### Task description
A verbatim copy of all entries is the expected output.

### Task inputs
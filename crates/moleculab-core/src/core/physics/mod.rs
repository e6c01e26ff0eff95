//! # Physics Module
//!
//! The pedagogical energy model and kinematics helpers. This is not a force
//! field: bonds contribute a harmonic length-deviation penalty to the reported
//! potential energy but never push atoms, and the thermal term is a flat bath
//! value that does not depend on how many atoms exist.
//!
//! - [`potentials`] - Scalar formulas and physical constants
//! - [`energy`] - The energy accountant, recomputed from scratch on every call
//! - [`params`] - Environmental simulation parameters and partial updates

pub mod energy;
pub mod params;
pub mod potentials;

### Answer to this problem
filename crates/moleculab-core/src/core/physics/mod.rs
repository e6c01e26ff0eff95
//! # Physics Module
//!
//! The pedagogical energy model and kinematics helpers. This is not a force
//! field: bonds contribute a harmonic length-deviation penalty to the reported
//! potential energy but never push atoms, and the thermal term is a flat bath
//! value that does not depend on how many atoms exist.
//!
//! - [`potentials`] - Scalar formulas and physical constants
//! - [`energy`] - The energy accountant, recomputed from scratch on every call
//! - [`params`] - Environmental simulation parameters and partial updates

pub mod energy;
pub mod params;
pub mod potentials;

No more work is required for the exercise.